With employer-sponsored retirement saving, employees save for retirement as part of their conditions of employment (which should mean lower distribution costs for providers and thus lower fees) and employers represent a big enough group of employees to negotiate better fees than each employee could on their own. These advantages should result in better outcomes for members than what small and mid-sized employer-sponsored funds can offer, but this is not always the case.

The commercial umbrella fund market is dominated by large life insurers which together make up 85% of the market. Although there are some funds that offer super-efficient administration and simple products that sell themselves, mostly, umbrella funds today have a reputation for high costs, poor transparency and ill-disciplined (or maybe worse, contrived) complexity.

A good umbrella fund

Umbrella fund members need high quality investment management, value for money and great service.

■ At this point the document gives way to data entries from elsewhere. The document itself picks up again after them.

//! Document store abstraction for persisting identity records.
//!
//! This module defines the [`DocumentStore`] trait, the account manager's
//! only external dependency, and the bundled [`InMemory`] implementation.
//! A store is addressed by logical collection name and speaks JSON
//! documents; the manager is independent of the concrete storage engine.
//!
//! Before a store is usable it must be opened against connection parameters
//! ([`StoreOptions`]) and have its collections registered. Those are
//! initialization preconditions enforced by implementations, not part of
//! the lifecycle algorithms.

mod errors;
mod in_memory;

use std::collections::BTreeMap;

use async_trait::async_trait;
use serde::{Deserialize, Serialize};

use crate::Result;

pub use errors::StoreError;
pub use in_memory::InMemory;

/// A persisted record, as the store sees it.
///
/// Documents are JSON objects carrying at least an `"id"` string field.
/// Typed records ([`crate::record::User`] and friends) are converted to and
/// from documents at the manager boundary.
pub type Document = serde_json::Value;

/// Read a document's `"id"` field, if present.
pub fn document_id(document: &Document) -> Option<&str> {
    document.get("id").and_then(|id| id.as_str())
}

/// Connection parameters for opening a store.
///
/// Network-backed implementations dial `host:port`; the in-memory backend
/// accepts and ignores them but still requires the open step.
#[derive(Clone, Debug, Default, Serialize, Deserialize)]
pub struct StoreOptions {
    /// Database host name or address
    pub host: String,
    /// Database listening port
    pub port: u16,
    /// Database name
    pub name: String,
    /// Optional credentials
    pub username: Option<String>,
    /// Optional credentials
    pub password: Option<String>,
}

/// An equality filter over top-level document fields.
///
/// All listed fields must match for a document to be selected. An empty
/// filter matches every document in the collection.
#[derive(Clone, Debug, Default, PartialEq, Serialize, Deserialize)]
pub struct Filter {
    fields: BTreeMap<String, serde_json::Value>,
}

impl Filter {
    /// Create an empty filter (matches everything).
    pub fn new() -> Self {
        Self::default()
    }

    /// Create a filter selecting documents owned by the given user.
    pub fn by_user_id(user_id: impl Into<String>) -> Self {
        Self::new().field("user_id", user_id.into())
    }

    /// Add an equality condition on a top-level field.
    pub fn field(mut self, key: impl Into<String>, value: impl Into<serde_json::Value>) -> Self {
        self.fields.insert(key.into(), value.into());
        self
    }

    /// Check whether a document satisfies every condition in this filter.
    pub fn matches(&self, document: &Document) -> bool {
        self.fields
            .iter()
            .all(|(key, expected)| document.get(key) == Some(expected))
    }
}

/// Storage trait abstracting the persistence mechanism for identity records.
///
/// Implementations must be `Send + Sync` so a single store can back
/// concurrent manager calls. Each operation is atomic on its own; the trait
/// offers no transactions spanning multiple calls, and multi-step manager
/// operations are built directly on that limitation.
#[async_trait]
pub trait DocumentStore: Send + Sync {
    /// Insert a document into a collection.
    async fn insert(&self, collection: &str, document: Document) -> Result<()>;

    /// Look up a single document by its id.
    ///
    /// Returns `Ok(None)` when no document matches; absence is not an
    /// error, only a failed query is.
    async fn query_by_id(&self, collection: &str, id: &str) -> Result<Option<Document>>;

    /// Return all documents in a collection matching the filter.
    ///
    /// Returns an empty vector (not an error) when nothing matches.
    async fn query_by_options(&self, collection: &str, filter: &Filter) -> Result<Vec<Document>>;

    /// Replace the document whose id matches `document`'s own `"id"` field.
    ///
    /// Fails with a not-found error when no such document exists, so a
    /// caller updating a record that raced with a deletion sees the
    /// conflict instead of silently recreating the record.
    async fn update_by_id(&self, collection: &str, document: Document) -> Result<()>;

    /// Remove the document with the given id.
    async fn remove_by_id(&self, collection: &str, id: &str) -> Result<()>;

    /// Remove all documents matching the filter.
    ///
    /// Succeeds even when zero documents matched.
    async fn remove_by_options(&self, collection: &str, filter: &Filter) -> Result<()>;
}
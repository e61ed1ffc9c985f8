//! Error types for the document store layer.
//!
//! These are the failures a store implementation itself can produce. The
//! account manager wraps them with operation context before surfacing them
//! to callers.

use thiserror::Error;

/// Errors that can occur during document store operations.
///
/// # Stability
///
/// - New variants may be added in minor versions (enum is `#[non_exhaustive]`)
/// - Helper methods like `is_*()` provide stable APIs
#[non_exhaustive]
#[derive(Debug, Error)]
pub enum StoreError {
    /// Operation attempted before the store was opened.
    #[error("Store has not been opened")]
    NotOpened,

    /// Collection was never registered with the store.
    #[error("Collection not supported: {collection}")]
    CollectionNotSupported {
        /// The collection name that was not registered
        collection: String,
    },

    /// Document passed to insert/update has no string `"id"` field.
    #[error("Document for collection {collection} is missing an id")]
    MissingId {
        /// The collection the document was destined for
        collection: String,
    },

    /// Update targeted a document that does not exist.
    #[error("Document not found in {collection}: {id}")]
    DocumentNotFound {
        /// The collection that was searched
        collection: String,
        /// The id of the document that was not found
        id: String,
    },

    /// Serialization of store state failed.
    #[error("Serialization failed")]
    Serialization {
        /// The underlying serialization error
        #[source]
        source: serde_json::Error,
    },

    /// File I/O error during persistence.
    #[error("File I/O error")]
    FileIo {
        /// The underlying I/O error
        #[source]
        source: std::io::Error,
    },
}

impl StoreError {
    /// Check if this error indicates a resource was not found.
    pub fn is_not_found(&self) -> bool {
        matches!(self, StoreError::DocumentNotFound { .. })
    }

    /// Check if this error indicates a misconfigured store (not opened or
    /// unregistered collection).
    pub fn is_configuration_error(&self) -> bool {
        matches!(
            self,
            StoreError::NotOpened | StoreError::CollectionNotSupported { .. }
        )
    }

    /// Check if this error is related to I/O or serialization.
    pub fn is_io_error(&self) -> bool {
        matches!(
            self,
            StoreError::FileIo { .. } | StoreError::Serialization { .. }
        )
    }
}

// Conversion from StoreError to the main Error type
impl From<StoreError> for crate::Error {
    fn from(err: StoreError) -> Self {
        crate::Error::Store(err)
    }
}
//!
//! Identra: identity record lifecycle management.
//!
//! This library manages three kinds of identity records and the operations
//! that tie their lifecycles together:
//!
//! * **Users (`record::User`)**: local accounts, immutable after creation.
//! * **Keys (`record::Key`)**: authentication keys owned by a user. Every
//!   freshly created user gets exactly one `root`-level key; further keys
//!   are created at `normal` level.
//! * **Open profiles (`record::OProfile`)**: links between a local account
//!   and an external identity provider's profile.
//!
//! ## Core Concepts
//!
//! * **Record Factory (`record::RecordFactory`)**: builds well-formed records
//!   from partial input, filling identifiers and timestamps when absent.
//! * **Document Store (`store::DocumentStore`)**: a pluggable persistence
//!   layer addressed by collection name. The manager is independent of the
//!   concrete storage mechanism; `store::InMemory` is the bundled backend.
//! * **Account Manager (`manager::AccountManager`)**: orchestrates multi-step
//!   operations: user creation with its root key, cascading deletion, and
//!   the merge algorithm that moves one user's keys and profiles to another.
//!
//! Multi-step operations are deliberately non-transactional: a failure midway
//! leaves earlier steps applied, and that partial state is part of the
//! documented contract rather than a defect. Callers needing atomicity must
//! layer their own reconciliation on top.

pub mod clock;
pub mod constants;
pub mod manager;
pub mod record;
pub mod store;

pub use clock::{Clock, SystemClock};
pub use manager::AccountManager;
pub use record::RecordFactory;

#[cfg(any(test, feature = "testing"))]
pub use clock::FixedClock;

/// Result type used throughout the Identra library.
pub type Result<T> = std::result::Result<T, Error>;

/// Common error type for the Identra library.
#[derive(Debug, thiserror::Error)]
pub enum Error {
    #[error("I/O error: {0}")]
    Io(#[from] std::io::Error),

    #[error("Serialization error: {0}")]
    Serialize(#[from] serde_json::Error),

    /// Structured errors from the document store layer
    #[error(transparent)]
    Store(store::StoreError),

    /// Structured errors from the account lifecycle manager
    #[error(transparent)]
    Manager(manager::ManagerError),
}

impl Error {
    /// Get the originating module for this error.
    pub fn module(&self) -> &'static str {
        match self {
            Error::Store(_) => "store",
            Error::Manager(_) => "manager",
            Error::Io(_) => "io",
            Error::Serialize(_) => "serialize",
        }
    }

    /// Check if this error indicates a resource was not found.
    ///
    /// Note that single-entity lookups report "nothing found" as `Ok(None)`,
    /// never as an error; this helper only matches failures such as an
    /// update targeting a document that does not exist.
    pub fn is_not_found(&self) -> bool {
        match self {
            Error::Store(store_err) => store_err.is_not_found(),
            Error::Manager(manager_err) => manager_err.is_not_found(),
            _ => false,
        }
    }

    /// Check if this error is store-related.
    pub fn is_store_error(&self) -> bool {
        matches!(self, Error::Store(_))
    }

    /// Check if this error came from a failed single write to the store.
    pub fn is_write_error(&self) -> bool {
        match self {
            Error::Manager(manager_err) => manager_err.is_write_error(),
            _ => false,
        }
    }

    /// Check if this error came from a failed lookup or query.
    pub fn is_read_error(&self) -> bool {
        match self {
            Error::Manager(manager_err) => manager_err.is_read_error(),
            _ => false,
        }
    }

    /// Check if this error came from a failed step of a user merge.
    pub fn is_merge_error(&self) -> bool {
        match self {
            Error::Manager(manager_err) => manager_err.is_merge_error(),
            _ => false,
        }
    }

    /// Check if this error is I/O related.
    pub fn is_io_error(&self) -> bool {
        match self {
            Error::Io(_) => true,
            Error::Store(store_err) => store_err.is_io_error(),
            _ => false,
        }
    }
}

Retirement savings should not be complicated at all: the service offered is standardised and price and value-for-money should be easy to compare. However, the way fees are disclosed varies from one provider to the next making decision-making challenging and often leading to poor outcomes for members.

Fee disclosure is critical to ensure that where a member or employer representative is exercising choice, they understand what they will be charged for and how much, and are equipped to make the right decisions.

Another key factor to consider is investment returns: investment returns have a large impact on retirement fund members’ capital over time. The best investment teams in South Africa are independent: they are not allocated assets preferentially from an in-house balance sheet and they do not have sales armies pushing their funds in an in-house distribution force. Without these advantages, independent managers are heavily dependent on their performance in order to run sustainable businesses: the survivors are better because of natural selection. A good umbrella fund should offer members unbiased access to the most highly-regarded SA investment managers.

Transparent easy-to-understand solution

A new entrant using technology to provide better service than the incumbents at a competitive and more transparent price could improve the South African retirement saving system.

The recently launched Allan Gray Umbrella Retirement Fund aims to give employers and members a transparent and easy-to-understand retirement saving solution. It has a simple product and fee structure, which means that employers and their employees have clear sight of contributions, returns and charges.

Members benefit from excellent service, access to their investments via a secure online account, competitive administration and investment management fees – and there are no hidden costs. The product makes things simple for employers and puts member needs at the center by offering an unbiased, limited range of high-quality investment managers, fair and transparent pricing and great service. Everyone gets the same excellent service regardless of their contribution levels.

The Fund offers no built-in risk benefits: retirement fund contributions are only used for their intended purpose, i.e. saving for retirement. Group risk cover can be arranged by putting the employer in touch with an independent risk benefits provider.